Plant leadership is about to change, as Bailey and Heilman plan to retire by year’s end. Both have worked with Townsend, Bailey’s successor, to help smooth the transition. Meanwhile, permit requirements are changing. The plant now monitors for phosphorus, but Bailey expects a permit limit within the next five years. That might require a switch from mechanical aerators to floor-mounted fine-bubble diffusers.

“We may also have to add some type of mixers, possibly section the basins off, do some oxic and anoxic zones for phosphorus removal, and probably do chemical feed along with it,” Bailey says. “At this point, we’re preparing for all that. We’ve got four or five years left to pay off our last upgrade project. I hope that by the time we get the design work done for the next phase of work, we’ll be within a couple of years of paying that off.”

In short, Bailey says, “Just keep rolling.”


A car, a career

As a 16-year-old in Marshall, Missouri, Rick Bailey had his eye on a 1967 Pontiac GTO. There was just one problem: He had no money.

“My grandfather was general manager of Marshall Municipal Utilities,” Bailey recalls. “He told me, ‘Go down and talk to the wastewater superintendent. He’ll hire you for summer help.’

“I worked there a couple of summers doing maintenance, painting and mowing. The second year, I started doing some lab testing. I worked about 30 hours a week, weekends and after school.”

He ended up getting the car and, in the bargain, a career. “When I graduated from high school, they said, ‘If you want to stay, we’ll keep you on.’ I told them I would until I found something better, and here I am, still here.”
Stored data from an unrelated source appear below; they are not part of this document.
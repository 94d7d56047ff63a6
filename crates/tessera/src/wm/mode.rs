//! The window manager's modal input state.

use std::fmt;

use tessera_render::{Point, Size};

use crate::widget::WidgetId;

/// What the next key means.
///
/// Consulted at the top of every dispatch: the interactive modes swallow
/// the keyboard until confirmed or cancelled, and `WaitOnChild` drops input
/// until the foreground child exits.
#[derive(Debug, Clone, Copy, PartialEq, Eq, Default)]
pub enum InputMode {
    #[default]
    Normal,
    /// Arrow keys grow or shrink `pending`; enter applies it.
    Resize { window: WidgetId, pending: Size },
    /// Arrow keys move `pending`; enter applies it.
    Move { window: WidgetId, pending: Point },
    /// A foreground child process owns the terminal.
    WaitOnChild { pid: u32 },
}

impl InputMode {
    pub fn is_normal(&self) -> bool {
        matches!(self, InputMode::Normal)
    }

    /// The window an interactive mode operates on.
    pub fn window(&self) -> Option<WidgetId> {
        match *self {
            InputMode::Resize { window, .. } | InputMode::Move { window, .. } => Some(window),
            InputMode::Normal | InputMode::WaitOnChild { .. } => None,
        }
    }
}

impl fmt::Display for InputMode {
    fn fmt(&self, f: &mut fmt::Formatter<'_>) -> fmt::Result {
        match self {
            InputMode::Normal => f.write_str("normal"),
            InputMode::Resize { .. } => f.write_str("resize"),
            InputMode::Move { .. } => f.write_str("move"),
            InputMode::WaitOnChild { .. } => f.write_str("wait-on-child"),
        }
    }
}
He worked in the lab for about 30 years and was promoted to chief operator in 2010. There were always enough challenges to hold his interest, not the least being adjustment to the activated sludge process after years of trickling filter operation. His current role gave him new insights and challenges as a manager and team leader.

Bailey plans to retire at the end of 2017, freeing time to enjoy his hobbies, which include golf, bowhunting and trout fishing.